Somehow they found a quarter of Pravda in my possession, for which I was dragged several times to the punishment cell. What was there (and was it?) - I still don’t know. It was forbidden to leave the barracks during the search. All this was painful: interrupted sleep, cold, fear, as if something had not been found. Once, under my bed, they found a “poem” about Vinglinsky written on notebook sheets. Such types came across in other camps, so this “poem” was dragged around, rewritten to take with them, and after rewriting, they put it under my pillow. I was afraid that they would pick on me, but then I found out that the authorities only laughed and left the “poem” with them, they did not touch me.

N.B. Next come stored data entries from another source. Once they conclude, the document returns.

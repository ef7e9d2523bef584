pub mod ytdlp;

use anyhow::Result;
use async_trait::async_trait;
use std::path::{Path, PathBuf};

#[cfg(test)]
use mockall::automock;

use crate::track::SearchHit;

pub use ytdlp::YtDlpProvider;

/// Resultado crudo del extractor: el archivo ya está en disco.
#[derive(Debug, Clone, PartialEq)]
pub struct FetchedMedia {
    pub title: String,
    pub local_file_path: PathBuf,
    pub duration_seconds: Option<u64>,
    pub uploader: Option<String>,
    pub size_bytes: u64,
}

/// Contrato del colaborador de medios: buscar y descargar.
///
/// Ambas operaciones son lentas (de segundos a minutos) y pueden fallar; el
/// orquestador las envuelve en tiempo límite y vuelo único.
#[cfg_attr(test, automock)]
#[async_trait]
pub trait MediaProvider: Send + Sync {
    /// Busca pistas en la fuente.
    async fn search(&self, query: &str, limit: usize) -> Result<Vec<SearchHit>>;

    /// Descarga el audio de `url` dentro de `dest_dir` y retorna sus datos.
    ///
    /// Un retorno exitoso implica que el archivo existe; que no esté vacío lo
    /// verifica quien llama.
    async fn fetch(&self, url: &str, dest_dir: &Path) -> Result<FetchedMedia>;

    /// Verifica si la URL es válida para esta fuente.
    fn is_valid_url(&self, url: &str) -> bool;

    /// Nombre de la fuente.
    fn source_name(&self) -> &'static str;
}
use anyhow::Result;
use std::sync::Arc;
use tokio_util::sync::CancellationToken;
use tracing::info;

use songfetch::{
    Config, JsonLibrary, LibraryStore, SavedTrack, TrackOrchestrator, YtDlpProvider,
};

#[tokio::main]
async fn main() -> Result<()> {
    // Inicializar logging
    tracing_subscriber::fmt()
        .with_env_filter(
            tracing_subscriber::EnvFilter::from_default_env()
                .add_directive("songfetch=debug".parse()?),
        )
        .init();

    info!("🎵 Iniciando songfetch v{}", env!("CARGO_PKG_VERSION"));

    // Cargar configuración
    let config = Config::load()?;

    // Manejar health check si es necesario
    if std::env::args().any(|arg| arg == "--health-check") {
        return health_check(&config).await;
    }

    let args: Vec<String> = std::env::args().skip(1).collect();

    let provider = Arc::new(YtDlpProvider::new(config.ytdlp_bin.clone()));
    let library = JsonLibrary::open(config.data_dir.clone()).await?;
    let orchestrator = TrackOrchestrator::new(provider, config);

    // Barrido periódico mientras el proceso viva
    let shutdown = CancellationToken::new();
    let sweeper = tokio::spawn(orchestrator.sweeper().run(shutdown.clone()));

    let result = match args.split_first() {
        Some((cmd, rest)) if cmd == "search" && !rest.is_empty() => {
            run_search(&orchestrator, &rest.join(" ")).await
        }
        Some((cmd, rest)) if cmd == "fetch" && !rest.is_empty() => {
            let url = &rest[0];
            let user = rest.get(1).map(String::as_str).unwrap_or("cli");
            run_fetch(&orchestrator, &library, url, user).await
        }
        _ => {
            print_usage();
            Ok(())
        }
    };

    shutdown.cancel();
    let _ = sweeper.await;

    result
}

async fn run_search(orchestrator: &TrackOrchestrator, query: &str) -> Result<()> {
    let hits = orchestrator.search(query).await?;

    for (index, hit) in hits.iter().enumerate() {
        let duration = hit
            .duration_seconds
            .map(|secs| format!("{}:{:02}", secs / 60, secs % 60))
            .unwrap_or_else(|| "?:??".to_string());
        println!(
            "{:2}. [{}] {} ({})",
            index + 1,
            duration,
            hit.title,
            hit.uploader.as_deref().unwrap_or("desconocido"),
        );
        println!("    {}", hit.source_url);
    }

    Ok(())
}

async fn run_fetch(
    orchestrator: &TrackOrchestrator,
    library: &JsonLibrary,
    url: &str,
    user: &str,
) -> Result<()> {
    let track = orchestrator.download(url, user).await?;

    // Arrendar el archivo mientras se registra en la librería
    let _lease = orchestrator.lease_file(&track.local_file_path);
    library
        .save_track(user, &SavedTrack::from_download(&track))
        .await?;

    println!(
        "{} [{}] {:.2} MB",
        track.public_file_url,
        track.status.as_str(),
        track.size_megabytes,
    );

    Ok(())
}

async fn health_check(config: &Config) -> Result<()> {
    // Verificar dependencias críticas
    let provider = YtDlpProvider::new(config.ytdlp_bin.clone());
    let version = provider.version().await?;
    info!("yt-dlp {}", version);

    let ffmpeg = async_process::Command::new("ffmpeg")
        .arg("-version")
        .output()
        .await?;

    if !ffmpeg.status.success() {
        anyhow::bail!("Dependencias faltantes");
    }

    println!("OK");
    Ok(())
}

fn print_usage() {
    println!("Uso: songfetch <comando>");
    println!();
    println!("Comandos:");
    println!("  search <consulta...>   Busca pistas y lista los resultados");
    println!("  fetch <url> [usuario]  Descarga una pista y la guarda en la librería");
    println!("  --health-check         Verifica yt-dlp y ffmpeg");
}
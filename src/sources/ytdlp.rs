use anyhow::{Context, Result};
use async_process::Command;
use async_trait::async_trait;
use regex::Regex;
use serde::Deserialize;
use std::path::Path;
use tokio::sync::Semaphore;
use tracing::{debug, info};

use super::{FetchedMedia, MediaProvider};
use crate::track::SearchHit;

/// Fuente concreta respaldada por el binario yt-dlp
pub struct YtDlpProvider {
    bin: String,
    rate_limiter: Semaphore,
}

/// Entrada que yt-dlp emite por línea con --dump-json
#[derive(Debug, Deserialize)]
struct YtDlpEntry {
    id: String,
    title: String,
    duration: Option<f64>,
    uploader: Option<String>,
    webpage_url: Option<String>,
    url: Option<String>,
}

impl YtDlpProvider {
    pub fn new(bin: impl Into<String>) -> Self {
        Self {
            bin: bin.into(),
            // Limitar procesos concurrentes para evitar rate limiting
            rate_limiter: Semaphore::new(3),
        }
    }

    /// Versión instalada del binario, para el chequeo de salud.
    pub async fn version(&self) -> Result<String> {
        let stdout = self.run(&["--version"]).await?;
        Ok(stdout.trim().to_string())
    }

    /// Verifica si una URL apunta a YouTube
    pub fn is_youtube_url(url: &str) -> bool {
        let youtube_regex = Regex::new(
            r"^(https?://)?(www\.)?(youtube\.com/(watch\?v=|embed/|v/)|youtu\.be/|music\.youtube\.com/)"
        ).unwrap();

        youtube_regex.is_match(url)
    }

    async fn run(&self, args: &[&str]) -> Result<String> {
        let output = Command::new(&self.bin)
            .args(args)
            .output()
            .await
            .with_context(|| format!("Error al ejecutar {}", self.bin))?;

        if !output.status.success() {
            let error = String::from_utf8_lossy(&output.stderr);
            anyhow::bail!("yt-dlp error: {}", error.trim());
        }

        Ok(String::from_utf8_lossy(&output.stdout).into_owned())
    }

    fn entry_to_hit(entry: YtDlpEntry) -> SearchHit {
        // Con --flat-playlist no siempre viene webpage_url
        let source_url = entry
            .webpage_url
            .or(entry.url)
            .unwrap_or_else(|| format!("https://www.youtube.com/watch?v={}", entry.id));
        SearchHit {
            id: entry.id,
            title: entry.title,
            duration_seconds: entry.duration.map(|d| d as u64),
            uploader: entry.uploader,
            source_url,
        }
    }
}

#[async_trait]
impl MediaProvider for YtDlpProvider {
    async fn search(&self, query: &str, limit: usize) -> Result<Vec<SearchHit>> {
        let _permit = self.rate_limiter.acquire().await?;

        info!("🔍 Buscando en YouTube: {}", query);

        let search_query = format!("ytsearch{}:{}", limit, query);

        let stdout = self
            .run(&[
                "--no-playlist",
                "--dump-json",
                "--flat-playlist",
                "--skip-download",
                "--no-warnings",
                &search_query,
            ])
            .await?;

        let mut results = Vec::new();
        for line in stdout.lines() {
            if let Ok(entry) = serde_json::from_str::<YtDlpEntry>(line) {
                results.push(Self::entry_to_hit(entry));
            }
        }

        debug!("yt-dlp devolvió {} entradas para: {}", results.len(), query);
        Ok(results)
    }

    async fn fetch(&self, url: &str, dest_dir: &Path) -> Result<FetchedMedia> {
        let _permit = self.rate_limiter.acquire().await?;

        debug!("📊 Obteniendo metadata de: {}", url);

        let stdout = self
            .run(&[
                "--no-playlist",
                "--dump-json",
                "--skip-download",
                "--no-warnings",
                url,
            ])
            .await?;
        let entry: YtDlpEntry =
            serde_json::from_str(stdout.trim()).context("Error al parsear respuesta de yt-dlp")?;

        let stem: String = entry
            .id
            .chars()
            .filter(|c| c.is_ascii_alphanumeric() || *c == '-' || *c == '_')
            .collect();
        if stem.is_empty() {
            anyhow::bail!("yt-dlp devolvió un id vacío para: {}", url);
        }
        let template = dest_dir.join(format!("{}.%(ext)s", stem));
        let template = template.to_string_lossy().into_owned();
        let final_path = dest_dir.join(format!("{}.mp3", stem));

        info!("⬇️ Extrayendo audio de: {}", url);

        self.run(&[
            "--no-playlist",
            "-x",
            "--audio-format",
            "mp3",
            "--audio-quality",
            "0",
            "--no-warnings",
            "-o",
            &template,
            url,
        ])
        .await?;

        let metadata = tokio::fs::metadata(&final_path)
            .await
            .with_context(|| format!("yt-dlp no produjo el archivo {}", final_path.display()))?;

        Ok(FetchedMedia {
            title: entry.title,
            local_file_path: final_path,
            duration_seconds: entry.duration.map(|d| d as u64),
            uploader: entry.uploader,
            size_bytes: metadata.len(),
        })
    }

    fn is_valid_url(&self, url: &str) -> bool {
        Self::is_youtube_url(url)
    }

    fn source_name(&self) -> &'static str {
        "YouTube"
    }
}
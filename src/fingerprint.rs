use sha2::{Digest, Sha256};
use url::Url;

/// Parámetros de rastreo que no cambian la identidad del contenido.
const TRACKING_PARAMS: &[&str] = &["fbclid", "gclid", "igshid", "si", "feature", "ref", "ref_src"];

/// Tipo de operación detrás de una clave.
#[derive(Debug, Clone, Copy, Hash, PartialEq, Eq)]
enum KeyKind {
    Search,
    Download,
}

/// Huella estable de una solicitud, usada como clave de caché y de
/// coordinación en vuelo.
///
/// El tipo de operación forma parte de la identidad: una búsqueda y una
/// descarga jamás colisionan aunque el texto crudo coincida. Los campos son
/// privados; solo los constructores de hasheo producen claves, y toda clave
/// carga un digest SHA-256 en hexadecimal.
#[derive(Debug, Clone, Hash, PartialEq, Eq)]
pub struct CacheKey {
    kind: KeyKind,
    digest: String,
}

impl CacheKey {
    /// Clave para una búsqueda: texto normalizado y luego hasheado, de modo
    /// que "Daft Punk" y " daft punk " apunten a la misma entrada.
    pub fn for_search(query: &str) -> Self {
        let mut hasher = Sha256::new();
        hasher.update(normalize_query(query).as_bytes());
        Self {
            kind: KeyKind::Search,
            digest: hex::encode(hasher.finalize()),
        }
    }

    /// Clave para una descarga: URL canonicalizada más, si aplica, la
    /// identidad del usuario solicitante (alcance por usuario).
    pub fn for_download(url: &str, user_id: Option<&str>) -> Self {
        let mut hasher = Sha256::new();
        hasher.update(canonicalize_url(url).as_bytes());
        if let Some(user) = user_id {
            hasher.update(b"\n");
            hasher.update(user.trim().as_bytes());
        }
        Self {
            kind: KeyKind::Download,
            digest: hex::encode(hasher.finalize()),
        }
    }

    pub fn kind(&self) -> &'static str {
        match self.kind {
            KeyKind::Search => "search",
            KeyKind::Download => "download",
        }
    }

    pub fn digest(&self) -> &str {
        &self.digest
    }

    /// Prefijo corto del digest, suficiente para logs.
    pub fn short_digest(&self) -> &str {
        &self.digest[..12]
    }
}

/// Minúsculas, solo alfanuméricos y espacios, espacios interiores colapsados.
fn normalize_query(raw: &str) -> String {
    raw.to_lowercase()
        .chars()
        .filter(|c| c.is_alphanumeric() || c.is_whitespace())
        .collect::<String>()
        .split_whitespace()
        .collect::<Vec<_>>()
        .join(" ")
}

/// Forma canónica de una URL: esquema + host + puerto + ruta + parámetros
/// retenidos en orden estable. El fragmento y los parámetros de rastreo se
/// descartan. Una URL que no parsea se usa tal cual (recortada), lo que sigue
/// siendo determinista.
fn canonicalize_url(raw: &str) -> String {
    let trimmed = raw.trim();
    let parsed = match Url::parse(trimmed) {
        Ok(url) => url,
        Err(_) => return trimmed.to_string(),
    };

    let mut retained: Vec<(String, String)> = parsed
        .query_pairs()
        .filter(|(name, _)| !is_tracking_param(name))
        .map(|(name, value)| (name.into_owned(), value.into_owned()))
        .collect();
    retained.sort();

    let mut canonical = format!("{}://", parsed.scheme());
    if let Some(host) = parsed.host_str() {
        canonical.push_str(host);
    }
    if let Some(port) = parsed.port() {
        canonical.push_str(&format!(":{}", port));
    }
    canonical.push_str(parsed.path());
    if !retained.is_empty() {
        let query = retained
            .iter()
            .map(|(name, value)| format!("{}={}", name, value))
            .collect::<Vec<_>>()
            .join("&");
        canonical.push('?');
        canonical.push_str(&query);
    }
    canonical
}

fn is_tracking_param(name: &str) -> bool {
    name.starts_with("utm_") || TRACKING_PARAMS.contains(&name)
}
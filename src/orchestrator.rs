use std::path::{Path, PathBuf};
use std::sync::Arc;
use tokio::time::timeout;
use tracing::{debug, info, warn};

use crate::cache::{CacheStats, ExpiringCache, FileLease, FileLeases, Sweeper};
use crate::config::Config;
use crate::error::Failure;
use crate::fingerprint::CacheKey;
use crate::singleflight::SingleFlight;
use crate::sources::{FetchedMedia, MediaProvider};
use crate::track::{DownloadStatus, DownloadedTrack, SearchHit};

/// Orquestador de solicitudes: caché primero, después vuelo único, y recién
/// entonces el colaborador externo.
///
/// Posee ambos cachés y ambos coordinadores durante toda la vida del proceso;
/// clonar el orquestador comparte ese estado.
#[derive(Clone)]
pub struct TrackOrchestrator {
    provider: Arc<dyn MediaProvider>,
    config: Arc<Config>,
    search_cache: ExpiringCache<CacheKey, Vec<SearchHit>>,
    download_cache: ExpiringCache<CacheKey, DownloadedTrack>,
    search_flights: SingleFlight<CacheKey, Vec<SearchHit>>,
    download_flights: SingleFlight<CacheKey, DownloadedTrack>,
    leases: FileLeases,
}

impl TrackOrchestrator {
    pub fn new(provider: Arc<dyn MediaProvider>, config: Config) -> Self {
        let config = Arc::new(config);
        Self {
            provider,
            search_cache: ExpiringCache::new(config.max_cache_entries),
            download_cache: ExpiringCache::new(config.max_cache_entries),
            search_flights: SingleFlight::new(),
            download_flights: SingleFlight::new(),
            leases: FileLeases::new(),
            config,
        }
    }

    /// Busca pistas para `query`.
    ///
    /// Camino caliente: el caché responde sin tocar al coordinador. En un
    /// fallo el caché queda intacto, así el siguiente intento vuelve a la
    /// fuente.
    pub async fn search(&self, query: &str) -> Result<Vec<SearchHit>, Failure> {
        let key = CacheKey::for_search(query);
        if let Some(hits) = self.search_cache.get(&key) {
            debug!("Búsqueda servida desde caché ({})", key.short_digest());
            return Ok(hits);
        }

        let provider = Arc::clone(&self.provider);
        let config = Arc::clone(&self.config);
        let cache = self.search_cache.clone();
        let flight_key = key.clone();
        let query = query.trim().to_string();

        self.search_flights
            .run(key, move || async move {
                info!("🔍 Buscando en {}: {}", provider.source_name(), query);
                let raw = timeout(
                    config.request_timeout,
                    provider.search(&query, config.search_limit),
                )
                .await
                .map_err(|_| {
                    Failure::Upstream(format!(
                        "search timed out after {}s",
                        config.request_timeout.as_secs()
                    ))
                })?
                .map_err(|err| Failure::Upstream(err.to_string()))?;

                let total = raw.len();
                let mut hits: Vec<SearchHit> = raw
                    .into_iter()
                    .filter(|hit| {
                        hit.duration_allowed(config.min_track_seconds, config.max_track_seconds)
                    })
                    .collect();
                hits.truncate(config.search_limit);

                if hits.is_empty() {
                    debug!("Sin resultados aptos ({} crudos) para: {}", total, query);
                    return Err(Failure::NotFound);
                }

                info!("✅ {} resultados aptos de {} para: {}", hits.len(), total, query);
                cache.put(flight_key, hits.clone(), config.search_ttl);
                Ok(hits)
            })
            .await
    }

    /// Descarga la pista de `url` para `user_id`, reutilizando una descarga
    /// previa mientras su archivo siga en disco.
    pub async fn download(&self, url: &str, user_id: &str) -> Result<DownloadedTrack, Failure> {
        let key = self.download_key(url, user_id);

        if let Some(track) = self.download_cache.get(&key) {
            if file_is_usable(&track.local_file_path).await {
                debug!("Descarga servida desde caché ({})", key.short_digest());
                return Ok(DownloadedTrack {
                    status: DownloadStatus::Cached,
                    ..track
                });
            }
            // Autocuración: la entrada apunta a un archivo que el barrido ya retiró
            warn!(
                "⚠️ Entrada de caché sin archivo, se invalida: {}",
                track.local_file_path.display()
            );
            self.download_cache.delete(&key);
        }

        let provider = Arc::clone(&self.provider);
        let config = Arc::clone(&self.config);
        let cache = self.download_cache.clone();
        let flight_key = key.clone();
        let url = url.to_string();

        self.download_flights
            .run(key, move || async move {
                info!("⬇️ Descargando: {}", url);
                let media = timeout(
                    config.request_timeout,
                    provider.fetch(&url, &config.download_dir),
                )
                .await
                .map_err(|_| {
                    Failure::Upstream(format!(
                        "download timed out after {}s",
                        config.request_timeout.as_secs()
                    ))
                })?
                .map_err(|err| Failure::Download(err.to_string()))?;

                let track = finish_download(media, &config).await?;
                // El put va dentro del vuelo: aunque todos los llamadores se
                // cancelen, el resultado queda cacheado para los siguientes
                cache.put(flight_key, track.clone(), config.download_ttl);
                info!(
                    "💾 Descarga lista: {} ({:.2} MB)",
                    track.title, track.size_megabytes
                );
                Ok(track)
            })
            .await
    }

    /// Invalida una búsqueda cacheada. `true` si había entrada.
    pub fn invalidate_search(&self, query: &str) -> bool {
        self.search_cache.delete(&CacheKey::for_search(query))
    }

    /// Invalida una descarga cacheada, por ejemplo cuando falló el guardado
    /// posterior en la librería del usuario y conviene forzar la re-descarga.
    pub fn invalidate_download(&self, url: &str, user_id: &str) -> bool {
        self.download_cache.delete(&self.download_key(url, user_id))
    }

    /// Arrienda un archivo mientras se envía al usuario; el barrido no lo
    /// borra hasta que el guard se suelte.
    pub fn lease_file(&self, path: impl Into<PathBuf>) -> FileLease {
        self.leases.lease(path)
    }

    /// Construye el barrido periódico asociado a estos cachés.
    pub fn sweeper(&self) -> Sweeper {
        Sweeper::new(
            self.search_cache.clone(),
            self.download_cache.clone(),
            self.leases.clone(),
            self.config.download_dir.clone(),
            self.config.file_max_age,
            self.config.sweep_interval,
        )
    }

    pub fn stats(&self) -> OrchestratorStats {
        OrchestratorStats {
            search: self.search_cache.stats(),
            downloads: self.download_cache.stats(),
            in_flight: self.search_flights.in_flight() + self.download_flights.in_flight(),
            leased_files: self.leases.active_paths(),
        }
    }

    fn download_key(&self, url: &str, user_id: &str) -> CacheKey {
        let scope = self.config.per_user_downloads.then_some(user_id);
        CacheKey::for_download(url, scope)
    }
}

Our regime was stricter than that of bytoviki - that is, criminals. If they could use books, sometimes watch movies, in some places there were even radio stations, then all this was forbidden to us. However, the blatari were mostly illiterate and did not read books.

The books taken from the intelligentsia eventually ended up with the blatars and were used to make maps. The cards were made quite skillfully in the following way: the paper was cut to size and glued with glue from soaked bread. Then a stencil of suits was cut out, and red and blue cards were printed through this stencil using an indelible pencil and breadcrumbs. Darwin, Shakespeare, Pushkin went to the cards - all the best that the intelligentsia managed to bring with them to Kolyma. However, from the end of 1937, books were no longer carried - it was not allowed. Card game although it was persecuted, it was very common among recidivists - thieves in law. They played first on their own, then on someone else's. Any of your things could be lost without your knowledge. However, this was nonsense.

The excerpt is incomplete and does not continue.